All any of us really want to know is: When will the recession end?
Take your pick of the predictions. Some economists say the economy will improve in the second half of 2009. Others see it happening in 2010.
I don’t really know the answer - no one really does.
But that doesn’t keep forecasters, analysts and journalists from looking for signs of a turnaround. The clues, we believe, are in the rivers of statistics that gush from the federal government and the private-sector every day.
But what to focus on? Does a 2.7 percent drop in December retail sales mean as much as the loss of 524,000 jobs in the same month?
Some who want to keep it simple look only at the changes in the monthly employment report issued by the Labor Department or the quarterly reports on gross domestic product released by the Commerce Department.
But business cycles are so complex that no one variable can truly define them.
That’s why economists pick several different factors and see how they interact.

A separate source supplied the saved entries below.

//! The per-job manifest: which artifacts a job actually produced.

use chrono::{DateTime, Utc};
use serde::{Deserialize, Serialize};

/// Characters of generated body per estimated printed page.
pub const CHARS_PER_PAGE: usize = 3000;

/// Estimated printed pages for a body. Never zero.
pub fn estimate_pages(body: &str) -> u32 {
    let chars = body.chars().count();
    chars.div_ceil(CHARS_PER_PAGE).max(1) as u32
}

#[derive(Debug, Clone, PartialEq, Serialize, Deserialize)]
#[serde(rename_all = "camelCase")]
pub struct ManifestEntry {
    pub report_type: String,
    pub title: String,
    /// Estimated pages.
    pub size_metric: u32,
    pub generated_at: DateTime<Utc>,
    /// File name relative to the job directory.
    pub file: String,
}

#[derive(Debug, Clone, Default, PartialEq, Serialize, Deserialize)]
#[serde(rename_all = "camelCase")]
pub struct ResourceUsage {
    pub prompt_tokens: u64,
    pub completion_tokens: u64,
    pub generation_millis: u64,
    pub failed_stages: u32,
}

#[derive(Debug, Clone, PartialEq, Serialize, Deserialize)]
#[serde(rename_all = "camelCase")]
pub struct Manifest {
    pub job_id: String,
    pub submission_ref: String,
    pub pipeline: String,
    pub artifacts: Vec<ManifestEntry>,
    pub total_artifacts: usize,
    pub total_size: u32,
    pub resource_usage: ResourceUsage,
    pub processed_at: DateTime<Utc>,
}

/// Accumulates entries in stage order. A second entry for a report type
/// replaces the first in place.
#[derive(Debug, Default)]
pub struct ManifestBuilder {
    entries: Vec<ManifestEntry>,
}

impl ManifestBuilder {
    pub fn new() -> Self {
        Self::default()
    }

    pub fn push(&mut self, entry: ManifestEntry) {
        match self
            .entries
            .iter_mut()
            .find(|e| e.report_type == entry.report_type)
        {
            Some(existing) => *existing = entry,
            None => self.entries.push(entry),
        }
    }

    pub fn len(&self) -> usize {
        self.entries.len()
    }

    pub fn is_empty(&self) -> bool {
        self.entries.is_empty()
    }

    pub fn build(
        self,
        job_id: &str,
        submission_ref: &str,
        pipeline: &str,
        resource_usage: ResourceUsage,
        processed_at: DateTime<Utc>,
    ) -> Manifest {
        let total_size = self.entries.iter().map(|e| e.size_metric).sum();
        Manifest {
            job_id: job_id.to_string(),
            submission_ref: submission_ref.to_string(),
            pipeline: pipeline.to_string(),
            total_artifacts: self.entries.len(),
            total_size,
            artifacts: self.entries,
            resource_usage,
            processed_at,
        }
    }
}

One such measurement is the Conference Board’s Index of Leading Economic Indicators, which consists of 10 different sets of data, including building permits, interest rate spread and real money supply.
But that report comes out once a month, and a lot can change in intervening weeks.

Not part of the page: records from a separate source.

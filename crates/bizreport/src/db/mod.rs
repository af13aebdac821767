//! Database module for the job queue, submissions and report rows.
//!
//! Uses rusqlite (SQLite) with a thread-safe `Database` handle.
//! All access is serialized through a `Mutex<Connection>`.

use std::path::{Path, PathBuf};
use std::sync::{Arc, Mutex};
use std::time::Duration;

use chrono::{DateTime, SecondsFormat, Utc};
use rusqlite::Connection;

pub mod error;
pub mod job_repo;
pub mod migrations;
pub mod report_repo;
pub mod submission_repo;

pub use error::DatabaseError;

/// How long a connection waits on a lock held by another process before
/// giving up with `SQLITE_BUSY`.
const BUSY_TIMEOUT: Duration = Duration::from_secs(5);

/// Thread-safe database handle wrapping a single rusqlite connection.
///
/// Cloning is cheap (inner `Arc`). Separate worker processes each open their
/// own handle; cross-process safety comes from conditional updates in
/// [`job_repo`], not from this mutex.
#[derive(Clone)]
pub struct Database {
    conn: Arc<Mutex<Connection>>,
}

impl Database {
    /// Opens (or creates) the database at the given path and runs all
    /// pending migrations.
    pub fn open(path: &Path) -> Result<Self, DatabaseError> {
        if let Some(parent) = path.parent() {
            std::fs::create_dir_all(parent).map_err(|e| DatabaseError::Io {
                path: parent.to_path_buf(),
                source: e,
            })?;
        }

        let conn = Connection::open(path)?;
        conn.busy_timeout(BUSY_TIMEOUT)?;
        conn.execute_batch("PRAGMA journal_mode=WAL; PRAGMA foreign_keys=ON;")?;

        migrations::run_all(&conn)?;

        tracing::info!(
            db = %crate::sanitize::redact_path(path),
            "Database opened"
        );

        Ok(Self {
            conn: Arc::new(Mutex::new(conn)),
        })
    }

    /// Opens an in-memory database for testing. Runs all migrations.
    pub fn open_in_memory() -> Result<Self, DatabaseError> {
        let conn = Connection::open_in_memory()?;
        conn.execute_batch("PRAGMA foreign_keys=ON;")?;

        migrations::run_all(&conn)?;

        Ok(Self {
            conn: Arc::new(Mutex::new(conn)),
        })
    }

    /// Provides locked access to the underlying connection.
    pub fn with_conn<F, T>(&self, f: F) -> Result<T, DatabaseError>
    where
        F: FnOnce(&Connection) -> Result<T, DatabaseError>,
    {
        let conn = self.conn.lock().map_err(|_| DatabaseError::LockPoisoned)?;
        f(&conn)
    }
}

/// Returns the canonical database path: `~/.bizreport/data/bizreport.db`.
pub fn default_database_path() -> Option<PathBuf> {
    dirs::home_dir().map(|h| h.join(".bizreport").join("data").join("bizreport.db"))
}

/// Formats a timestamp the way every table stores it. Fixed-width UTC with
/// microseconds, so lexical order equals chronological order.
pub fn format_timestamp(dt: DateTime<Utc>) -> String {
    dt.to_rfc3339_opts(SecondsFormat::Micros, true)
}

/// Parses a stored timestamp.
pub fn parse_timestamp(s: &str) -> Result<DateTime<Utc>, DatabaseError> {
    DateTime::parse_from_rfc3339(s)
        .map(|dt| dt.with_timezone(&Utc))
        .map_err(|e| DatabaseError::InvalidValue {
            column: "timestamp",
            value: format!("{} ({})", s, e),
        })
}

Now the Federal Reserve Bank of Philadelphia is publishing a new index that’s designed to tell whether the economy is getting better or worse, and it will be updated at least once a week. Called the ADS business conditions index, the measurement draws from U.S. government data on six indicators:
* Initial jobless claims, which are issued every Thursday.
* Payroll employment, industrial production, personal income, and manufacturing and trade sales - all released monthly.

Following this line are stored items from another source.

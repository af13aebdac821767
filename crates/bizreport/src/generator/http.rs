//! OpenAI-compatible chat-completions client.

use std::time::Duration;

use async_trait::async_trait;
use reqwest::Client;
use secrecy::{ExposeSecret, SecretString};
use serde::Deserialize;
use serde_json::json;

use super::prompt::render_messages;
use super::{ContentGenerator, GeneratedContent, GenerationError, GenerationRequest};
use crate::config::GeneratorConfig;
use crate::sanitize::truncate_body;

const CONNECT_TIMEOUT: Duration = Duration::from_secs(10);

#[derive(Debug, Deserialize)]
struct ChatResponse {
    #[serde(default)]
    choices: Vec<Choice>,
    #[serde(default)]
    usage: Option<Usage>,
}

#[derive(Debug, Deserialize)]
struct Choice {
    message: ChoiceMessage,
}

#[derive(Debug, Deserialize)]
struct ChoiceMessage {
    #[serde(default)]
    content: Option<String>,
}

#[derive(Debug, Deserialize)]
struct Usage {
    #[serde(default)]
    prompt_tokens: u64,
    #[serde(default)]
    completion_tokens: u64,
}

/// Generator backed by a remote chat-completions endpoint.
pub struct HttpGenerator {
    client: Client,
    endpoint: String,
    model: String,
    max_tokens: u32,
    api_key: SecretString,
}

impl HttpGenerator {
    pub fn new(config: &GeneratorConfig, api_key: SecretString) -> Result<Self, GenerationError> {
        let client = Client::builder()
            .connect_timeout(CONNECT_TIMEOUT)
            .timeout(Duration::from_secs(config.timeout_secs))
            .build()
            .map_err(|e| GenerationError::Unavailable(format!("Failed to create HTTP client: {}", e)))?;

        Ok(Self {
            client,
            endpoint: config.endpoint.clone(),
            model: config.model.clone(),
            max_tokens: config.max_tokens,
            api_key,
        })
    }
}

#[async_trait]
impl ContentGenerator for HttpGenerator {
    async fn generate(
        &self,
        request: &GenerationRequest,
    ) -> Result<GeneratedContent, GenerationError> {
        let payload = json!({
            "model": self.model,
            "max_tokens": self.max_tokens,
            "messages": render_messages(request),
        });

        tracing::debug!(
            report_type = %request.report_type,
            model = %self.model,
            responses = request.focused_responses.len(),
            "Requesting generation"
        );

        let response = self
            .client
            .post(&self.endpoint)
            .bearer_auth(self.api_key.expose_secret())
            .json(&payload)
            .send()
            .await
            .map_err(|e| GenerationError::Transport(e.to_string()))?;

        if !response.status().is_success() {
            let status = response.status();
            let body = response.text().await.unwrap_or_default();
            return Err(GenerationError::Status {
                status: status.as_u16(),
                body: truncate_body(&body),
            });
        }

        let parsed: ChatResponse = response
            .json()
            .await
            .map_err(|e| GenerationError::InvalidResponse(e.to_string()))?;

        parse_completion(parsed)
    }
}

fn parse_completion(parsed: ChatResponse) -> Result<GeneratedContent, GenerationError> {
    let body = parsed
        .choices
        .into_iter()
        .next()
        .and_then(|c| c.message.content)
        .map(|s| s.trim().to_string())
        .filter(|s| !s.is_empty())
        .ok_or(GenerationError::EmptyContent)?;

    let usage = parsed.usage.unwrap_or(Usage {
        prompt_tokens: 0,
        completion_tokens: 0,
    });

    Ok(GeneratedContent {
        body,
        prompt_tokens: usage.prompt_tokens,
        completion_tokens: usage.completion_tokens,
    })
}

* Real gross domestic product, issued quarterly.
The “ADS” in the name of index comes from the economists behind it: S. Boragan Aruoba, of the University of Maryland; Francis X. Diebold, of the University of Pennsylvania; and Chiara Scotti, of the Federal Reserve Board.
Aruoba walked me through the index, which is hosted on the Philly Fed’s Web site. Over the six months the economists have been running the data, they found the index does correlate with the official periods of recession and expansion identified by the National Bureau of Economic Research.
The ADS index increases during expansions and decreases during recessions. So the more negative the index gets, the weaker the economy is. Starting in mid-2007, the index began a sustained decline. The NBER identified the start of the current recession as December 2007.
The trouble with waiting for NBER to declare a recession is that the announcement typically occurs months after one has begun. The ADS index will tell us at least once a week if business conditions are getting better or worse.
On Friday, when the Labor Department issued the gloomy jobs report, Aruoba and his colleagues revised the ADS with not only the December numbers but also the revised data for October and November. The overall downward trend for the ADS steepened as the index responded to the negative employment statistics.
The ADS will be revised today up to 90 minutes following the release of initial weekly jobless claims and again tomorrow when the Federal Reserve issues industrial production for December.
While neither of those reports is likely to show much improvement, the ADS index is worth tracking because it may, at some point, signal the start of better days sooner than our other tracking indicators.